National Croissant Day
annually on January 30th
Today we celebrate a crescent-shaped pastry with a flaky crust, the croissant! Usually made with sugar, salt, flour, milk, eggs, and butter, croissants originated in Vienna, Austria. There are different variations of them, and they can be found all around the world.
Their precursor was the kipferl, a crescent-shaped roll. Kipferls can be plain or have nuts or other fillings, and are made with lots of butter and lard. They are not as flaky as croissants, having a softer and denser dough. They date back to the thirteenth century, when they were eaten as sweets. By the mid-sixteenth century, they became a breakfast food. During the seventeenth century, puff pastry, the dough that would later be used in croissants, began being used in pastry recipes.
The history of croissants is steeped in legend. One legend says that croissants were first made in Buda, the ancient capital of Hungary that is now the western part of Budapest, to celebrate the victory of the Franks over the Umayyads at the Battle of Tours—which happened back in the eighth century. The shape was said to represent the crescent moon of Islam.
A second legend says that croissants were made to celebrate the victory of Christian forces over the Ottoman Empire in 1683. The Ottomans had laid siege to Vienna, Austria, and the legend says that when the Ottomans were unsuccessful in entering the city, they attempted to dig tunnels underneath it. Apparently, a baker or bakers, who worked in underground storerooms, heard sounds of digging and alerted the army. After the battle, they were given thanks, and they baked bread in the shape of a crescent moon, the Ottoman Empire's symbol. The story says that croissants then went on to become a popular breakfast food in Vienna. Some believe this moment marked the start of the kipferl, not the croissant, but the kipferl had long been in existence at this point. It is mentioned in a poem from 1227, as a treat that Viennese bakers brought to Duke Leopold.

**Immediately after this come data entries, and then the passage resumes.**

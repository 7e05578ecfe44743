use crate::domain::{
    Book, BookId, Borrowing, BorrowingId, Fine, Member, MemberId, Reservation, ReservationId,
    Staff, StaffId,
};
use crate::ports::{
    BookRepository, BorrowingFilter, BorrowingRepository, BorrowingSortField, ChangeSet,
    CommitError, Document, DocumentWrite, FineLedger, MemberRepository, Page, PageRequest,
    PortError, ReservationFilter, ReservationRepository, ReservationSortField, Result,
    StaffDirectory, UnitOfWork, paginate,
};
use async_trait::async_trait;
use chrono::{DateTime, Utc};
use std::collections::{BTreeMap, HashMap};
use std::sync::{Mutex, MutexGuard};

#[derive(Debug, Default)]
struct LibraryState {
    members: HashMap<MemberId, Member>,
    books: HashMap<BookId, Book>,
    staff: HashMap<StaffId, Staff>,
    borrowings: BTreeMap<BorrowingId, Borrowing>,
    reservations: HashMap<ReservationId, Reservation>,
    fines: Vec<Fine>,
}

/// メモリ上のドキュメントストア
///
/// すべてのポートを1つのロックの下で実装する。
/// `commit`はロックを1回だけ取得して ChangeSet 全体を適用するため、
/// 他のリクエストから途中の状態が見えることはない。
///
/// DATABASE_URL が未設定のときの実行環境と、テストで使用する。
#[derive(Debug, Default)]
pub struct InMemoryLibrary {
    state: Mutex<LibraryState>,
}

impl InMemoryLibrary {
    pub fn new() -> Self {
        Self::default()
    }

    fn state(&self) -> Result<MutexGuard<'_, LibraryState>> {
        self.state
            .lock()
            .map_err(|e| PortError::from(format!("library store lock poisoned: {}", e)))
    }

    /// 会員を登録する（初期データ投入用）
    pub fn add_member(&self, member: Member) -> Result<()> {
        self.state()?.members.insert(member.member_id, member);
        Ok(())
    }

    /// 書籍を登録する（初期データ投入用）
    pub fn add_book(&self, book: Book) -> Result<()> {
        self.state()?.books.insert(book.book_id, book);
        Ok(())
    }

    /// 職員を登録する（初期データ投入用）
    pub fn add_staff(&self, staff: Staff) -> Result<()> {
        self.state()?.staff.insert(staff.staff_id, staff);
        Ok(())
    }
}

#[async_trait]
impl MemberRepository for InMemoryLibrary {
    async fn find_by_id(&self, member_id: MemberId) -> Result<Option<Member>> {
        Ok(self.state()?.members.get(&member_id).cloned())
    }
}

#[async_trait]
impl BookRepository for InMemoryLibrary {
    async fn find_by_id(&self, book_id: BookId) -> Result<Option<Book>> {
        Ok(self.state()?.books.get(&book_id).cloned())
    }
}

#[async_trait]
impl StaffDirectory for InMemoryLibrary {
    async fn find_by_id(&self, staff_id: StaffId) -> Result<Option<Staff>> {
        Ok(self.state()?.staff.get(&staff_id).cloned())
    }
}

#[async_trait]
impl BorrowingRepository for InMemoryLibrary {
    async fn find_by_id(&self, borrowing_id: &BorrowingId) -> Result<Option<Borrowing>> {
        Ok(self.state()?.borrowings.get(borrowing_id).cloned())
    }

    async fn last_id(&self) -> Result<Option<BorrowingId>> {
        Ok(self.state()?.borrowings.keys().next_back().cloned())
    }

    async fn find_page(
        &self,
        filter: &BorrowingFilter,
        request: &PageRequest<BorrowingSortField>,
    ) -> Result<Page<Borrowing>> {
        let matching: Vec<Borrowing> = self
            .state()?
            .borrowings
            .values()
            .filter(|b| filter.matches(b))
            .cloned()
            .collect();

        Ok(paginate(matching, request, |field, a, b| field.compare(a, b)))
    }
}

#[async_trait]
impl ReservationRepository for InMemoryLibrary {
    async fn find_by_id(&self, reservation_id: ReservationId) -> Result<Option<Reservation>> {
        Ok(self.state()?.reservations.get(&reservation_id).cloned())
    }

    async fn find_open(&self, member_id: MemberId, book_id: BookId) -> Result<Vec<Reservation>> {
        Ok(self
            .state()?
            .reservations
            .values()
            .filter(|r| r.member.member_id == member_id && r.book.book_id == book_id)
            .filter(|r| r.status.is_open())
            .cloned()
            .collect())
    }

    async fn has_waiting(&self, book_id: BookId) -> Result<bool> {
        Ok(self
            .state()?
            .reservations
            .values()
            .any(|r| r.book.book_id == book_id && r.status.is_waiting()))
    }

    async fn find_expired_waiting(&self, now: DateTime<Utc>) -> Result<Vec<Reservation>> {
        Ok(self
            .state()?
            .reservations
            .values()
            .filter(|r| r.is_expired(now))
            .cloned()
            .collect())
    }

    async fn find_page(
        &self,
        filter: &ReservationFilter,
        request: &PageRequest<ReservationSortField>,
    ) -> Result<Page<Reservation>> {
        let matching: Vec<Reservation> = self
            .state()?
            .reservations
            .values()
            .filter(|r| filter.matches(r))
            .cloned()
            .collect();

        Ok(paginate(matching, request, |field, a, b| field.compare(a, b)))
    }
}

#[async_trait]
impl FineLedger for InMemoryLibrary {
    async fn find_by_member(&self, member_id: MemberId) -> Result<Vec<Fine>> {
        let mut fines: Vec<Fine> = self
            .state()?
            .fines
            .iter()
            .filter(|f| f.member_id == member_id)
            .cloned()
            .collect();
        fines.sort_by(|a, b| b.issued_at.cmp(&a.issued_at));
        Ok(fines)
    }
}

/// ストア上の状態が、各書き込みの読み込み時の状態と同じか確かめる
fn ensure_unchanged<'a, T: Document + 'a>(
    writes: &[DocumentWrite<T>],
    stored: impl Fn(&T) -> Option<&'a T>,
) -> std::result::Result<(), CommitError> {
    match writes.iter().find(|w| !w.matches_stored(stored(&w.document))) {
        Some(write) => Err(write.conflict()),
        None => Ok(()),
    }
}

#[async_trait]
impl UnitOfWork for InMemoryLibrary {
    /// 全ドキュメントを検証してから適用する
    ///
    /// 1件でも競合すれば何も書き込まない。
    async fn commit(&self, changes: ChangeSet) -> std::result::Result<(), CommitError> {
        let mut state = self.state()?;

        ensure_unchanged(&changes.members, |m| state.members.get(&m.member_id))?;
        ensure_unchanged(&changes.books, |b| state.books.get(&b.book_id))?;
        ensure_unchanged(&changes.borrowings, |b| state.borrowings.get(&b.borrowing_id))?;
        ensure_unchanged(&changes.reservations, |r| {
            state.reservations.get(&r.reservation_id)
        })?;
        ensure_unchanged(&changes.fines, |f| {
            state.fines.iter().find(|stored| stored.fine_id == f.fine_id)
        })?;

        for write in changes.members {
            state.members.insert(write.document.member_id, write.document);
        }
        for write in changes.books {
            state.books.insert(write.document.book_id, write.document);
        }
        for write in changes.borrowings {
            state
                .borrowings
                .insert(write.document.borrowing_id.clone(), write.document);
        }
        for write in changes.reservations {
            state
                .reservations
                .insert(write.document.reservation_id, write.document);
        }
        for write in changes.fines {
            state.fines.push(write.document);
        }

        Ok(())
    }
}
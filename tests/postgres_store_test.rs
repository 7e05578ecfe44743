//! PostgreSQLアダプターの統合テスト
//!
//! 実際のデータベースが必要なため既定では実行しない。
//! `DATABASE_URL=... cargo test -- --ignored` で実行する。

use chrono::{Duration, Utc};
use library_circulation::adapters::memory::LoggingNotificationService;
use library_circulation::adapters::postgres::{PostgresLibrary, postgres_dependencies};
use library_circulation::application::{
    ServiceDependencies, borrow_book, fines_for_member, list_borrowings, renew_borrowing,
    reserve_book, return_book,
};
use library_circulation::domain::*;
use library_circulation::ports::{
    BorrowingFilter, BorrowingSortField, ChangeSet, PageRequest, UnitOfWork,
};
use serial_test::serial;
use sqlx::PgPool;
use std::sync::Arc;

mod common;

struct PgFixture {
    pool: PgPool,
    store: Arc<PostgresLibrary>,
    deps: ServiceDependencies,
    staff: Staff,
    member: Member,
    book: Book,
}

/// テストデータをクリーンアップ
async fn cleanup(fx: &PgFixture, members: &[MemberId]) {
    let member_ids: Vec<uuid::Uuid> = members.iter().map(|m| m.value()).collect();
    for table in ["fines", "reservations", "borrowings", "members"] {
        sqlx::query(&format!("DELETE FROM {} WHERE member_id = ANY($1)", table))
            .bind(&member_ids)
            .execute(&fx.pool)
            .await
            .expect("Failed to cleanup test data");
    }
    sqlx::query("DELETE FROM books WHERE book_id = $1")
        .bind(fx.book.book_id.value())
        .execute(&fx.pool)
        .await
        .expect("Failed to cleanup test book");
    sqlx::query("DELETE FROM staff WHERE staff_id = $1")
        .bind(fx.staff.staff_id.value())
        .execute(&fx.pool)
        .await
        .expect("Failed to cleanup test staff");
}

async fn setup() -> PgFixture {
    let pool = common::create_test_pool().await;

    let store = Arc::new(PostgresLibrary::new(pool.clone()));
    let deps = postgres_dependencies(store.clone(), Arc::new(LoggingNotificationService::new()));

    let staff = Staff {
        staff_id: StaffId::new(),
        name: "Circulation Desk".to_string(),
        role: "librarian".to_string(),
    };
    let member = Member::new(MemberId::new(), "Aiko", Utc::now() + Duration::days(365));
    let book = Book {
        book_id: BookId::new(),
        title: "Refactoring".to_string(),
        author: "Martin Fowler".to_string(),
        isbn: Some("9780134757599".to_string()),
        copies: vec![BookCopy::new(CopyId::new("C1")), BookCopy::new(CopyId::new("C2"))],
    };
    store.save_staff(&staff).await.unwrap();
    store.save_member(&member).await.unwrap();
    store.save_book(&book).await.unwrap();

    PgFixture {
        pool,
        store,
        deps,
        staff,
        member,
        book,
    }
}

fn borrow_cmd(fx: &PgFixture, copy: &str, at: chrono::DateTime<Utc>) -> BorrowBook {
    BorrowBook {
        member_id: fx.member.member_id,
        book_id: fx.book.book_id,
        copy_id: CopyId::new(copy),
        staff_id: fx.staff.staff_id,
        borrowed_at: at,
        due_date: None,
    }
}

#[tokio::test]
#[ignore]
#[serial]
async fn test_documents_round_trip_through_store() {
    let fx = setup().await;

    let member = fx.deps.members.find_by_id(fx.member.member_id).await.unwrap();
    assert_eq!(member, Some(fx.member.clone()));
    let book = fx.deps.books.find_by_id(fx.book.book_id).await.unwrap();
    assert_eq!(book, Some(fx.book.clone()));
    let staff = fx.deps.staff.find_by_id(fx.staff.staff_id).await.unwrap();
    assert_eq!(staff, Some(fx.staff.clone()));

    cleanup(&fx, &[fx.member.member_id]).await;
}

#[tokio::test]
#[ignore]
#[serial]
async fn test_late_return_is_committed_atomically() {
    let fx = setup().await;
    let borrowed_at = Utc::now() - Duration::days(40);

    let borrowing = borrow_book(&fx.deps, borrow_cmd(&fx, "C1", borrowed_at))
        .await
        .unwrap();
    assert_eq!(
        fx.deps.borrowings.last_id().await.unwrap(),
        Some(borrowing.borrowing_id.clone())
    );

    let renewed = renew_borrowing(
        &fx.deps,
        RenewBorrowing {
            borrowing_id: borrowing.borrowing_id.clone(),
            renewed_at: borrowed_at + Duration::days(7),
            due_date: None,
        },
    )
    .await
    .unwrap();
    assert_eq!(renewed.due_date, borrowed_at + Duration::days(28));

    let receipt = return_book(
        &fx.deps,
        ReturnBook {
            borrowing_id: borrowing.borrowing_id.clone(),
            staff_id: fx.staff.staff_id,
            returned_at: renewed.due_date + Duration::days(5),
            condition: None,
            manual_fine: None,
        },
    )
    .await
    .unwrap();
    assert_eq!(receipt.fine.as_ref().map(|f| f.amount), Some(Money::new(25000)));

    let fines = fines_for_member(&fx.deps, fx.member.member_id).await.unwrap();
    assert_eq!(fines.len(), 1);
    assert_eq!(fines[0].amount, Money::new(25000));

    let member = fx
        .deps
        .members
        .find_by_id(fx.member.member_id)
        .await
        .unwrap()
        .unwrap();
    assert_eq!(member.fines.unpaid, Money::new(25000));
    assert!(member.current_borrowings.is_empty());

    let stored = fx
        .deps
        .borrowings
        .find_by_id(&borrowing.borrowing_id)
        .await
        .unwrap()
        .unwrap();
    assert_eq!(stored.status, BorrowingStatus::Returned);

    cleanup(&fx, &[fx.member.member_id]).await;
}

#[tokio::test]
#[ignore]
#[serial]
async fn test_find_page_filters_and_sorts_in_sql() {
    let fx = setup().await;
    let now = Utc::now();

    borrow_book(&fx.deps, borrow_cmd(&fx, "C1", now))
        .await
        .unwrap();
    borrow_book(&fx.deps, borrow_cmd(&fx, "C2", now + Duration::minutes(1)))
        .await
        .unwrap();

    let filter = BorrowingFilter {
        member_id: Some(fx.member.member_id),
        status: Some(BorrowingStatus::Borrowed),
        ..Default::default()
    };
    let request = PageRequest::<BorrowingSortField>::new(Some(1), Some(1), None).unwrap();
    let page = list_borrowings(&fx.deps, &filter, &request).await.unwrap();

    assert_eq!(page.total, 2);
    assert_eq!(page.total_pages, 2);
    assert_eq!(page.items.len(), 1);
    assert_eq!(page.items[0].copy.copy_id, CopyId::new("C2"));

    let overdue = BorrowingFilter {
        member_id: Some(fx.member.member_id),
        due_before: Some(now),
        ..Default::default()
    };
    let page = list_borrowings(&fx.deps, &overdue, &PageRequest::default())
        .await
        .unwrap();
    assert_eq!(page.total, 0);

    cleanup(&fx, &[fx.member.member_id]).await;
}

#[tokio::test]
#[ignore]
#[serial]
async fn test_open_reservation_queries() {
    let fx = setup().await;
    let now = Utc::now();

    // 両方のコピーを貸し出してから、別の会員が予約する
    borrow_book(&fx.deps, borrow_cmd(&fx, "C1", now))
        .await
        .unwrap();
    borrow_book(&fx.deps, borrow_cmd(&fx, "C2", now))
        .await
        .unwrap();
    let reserver = Member::new(MemberId::new(), "Kenji", now + Duration::days(30));
    fx.store.save_member(&reserver).await.unwrap();

    let reservation = reserve_book(
        &fx.deps,
        ReserveBook {
            member_id: reserver.member_id,
            book_id: fx.book.book_id,
            reserved_at: now - Duration::days(8),
        },
    )
    .await
    .unwrap();

    assert!(fx.deps.reservations.has_waiting(fx.book.book_id).await.unwrap());
    let open = fx
        .deps
        .reservations
        .find_open(reserver.member_id, fx.book.book_id)
        .await
        .unwrap();
    assert_eq!(open, vec![reservation.clone()]);

    let expired = fx.deps.reservations.find_expired_waiting(now).await.unwrap();
    assert!(
        expired
            .iter()
            .any(|r| r.reservation_id == reservation.reservation_id)
    );

    cleanup(&fx, &[fx.member.member_id, reserver.member_id]).await;
}

#[tokio::test]
#[ignore]
#[serial]
async fn test_stale_documents_are_rejected_by_commit() {
    let fx = setup().await;

    // 読み込み後に別の操作が書籍を更新した
    let mut lent = fx.book.clone();
    lent.copies[0].status = CopyStatus::Borrowed;
    fx.store
        .commit(ChangeSet::new().update_book(&fx.book, lent.clone()))
        .await
        .unwrap();

    let mut stale = fx.book.clone();
    stale.copies[1].status = CopyStatus::Borrowed;
    let err = fx
        .store
        .commit(ChangeSet::new().update_book(&fx.book, stale))
        .await
        .unwrap_err();
    assert!(err.is_conflict());
    let stored = fx.deps.books.find_by_id(fx.book.book_id).await.unwrap();
    assert_eq!(stored, Some(lent));

    // 同じ貸出IDの2回目のINSERTは一意制約で競合になる
    let borrowing = borrow_book(&fx.deps, borrow_cmd(&fx, "C2", Utc::now()))
        .await
        .unwrap();
    let err = fx
        .store
        .commit(ChangeSet::new().insert_borrowing(borrowing.clone()))
        .await
        .unwrap_err();
    assert!(err.is_conflict());

    cleanup(&fx, &[fx.member.member_id]).await;
}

A third legend says that Marie Antoinette, the Austrian princess who married French king Louis XVI, loved kipferls and introduced them to the high society of France, calling them croissants. This story says that bakers went on to perfect them, giving us the croissants of today.
The first real evidence of croissants as we know them today can be attributed to August Zang, who opened a pastry shop called Boulangerie Viennoise in Paris, in 1838, the first Viennese bakery in the city. In it he had many treats and baked goods from Vienna, including kipferl. Around 1850, he began making them with puffed pastry, a flakier dough than what was used in other sweets. People began calling them croissants because they were shaped like crescents. Afterwards, croissants were sold in other Viennese bakeries in France, and in the more affluent areas of Paris. Within a few decades, croissants became a staple breakfast food in France.
Sylvain Claudius Goy wrote a croissant recipe in 1915, on which modern recipes are based. It used yeast, which made the croissants different than other puff pastries of the time. Croissants were mainly made by French bakers throughout the first half of the twentieth century, but after World War II their presence spread all over the world. Flash freezing gave them a longer shelf life, although fresh, handmade croissants are still favored by most.
Croissants became very popular in the 1970s and '80s. They were filled with various sweet and savory ingredients, and were also used to make sandwiches. In particular, fast food restaurants began using them to make breakfast sandwiches. In 1981, Sarah Lee began selling frozen croissants in the United States.
There are more recent variations of croissants. Cronuts can be found at Manhattan's Dominique Ansel Bakery, and The City Bakery is popular for "pretzel croissants." Today, many countries, including France, the United States, Austria, Poland, Argentina, and Poland, have their own variants of croissants. On National Croissant Day, croissants are celebrated no matter what type they are or where they come from.
How to Observe National Croissant Day
Celebrate the day by eating croissants. Perhaps you could make some as well. There are many recipes for plain croissants and for croissant sandwiches you could try. If you don't feel like baking, maybe you live nearby a place that has some of the best croissants in the country. You could also read about the history of croissants in August Zang and the French Croissant.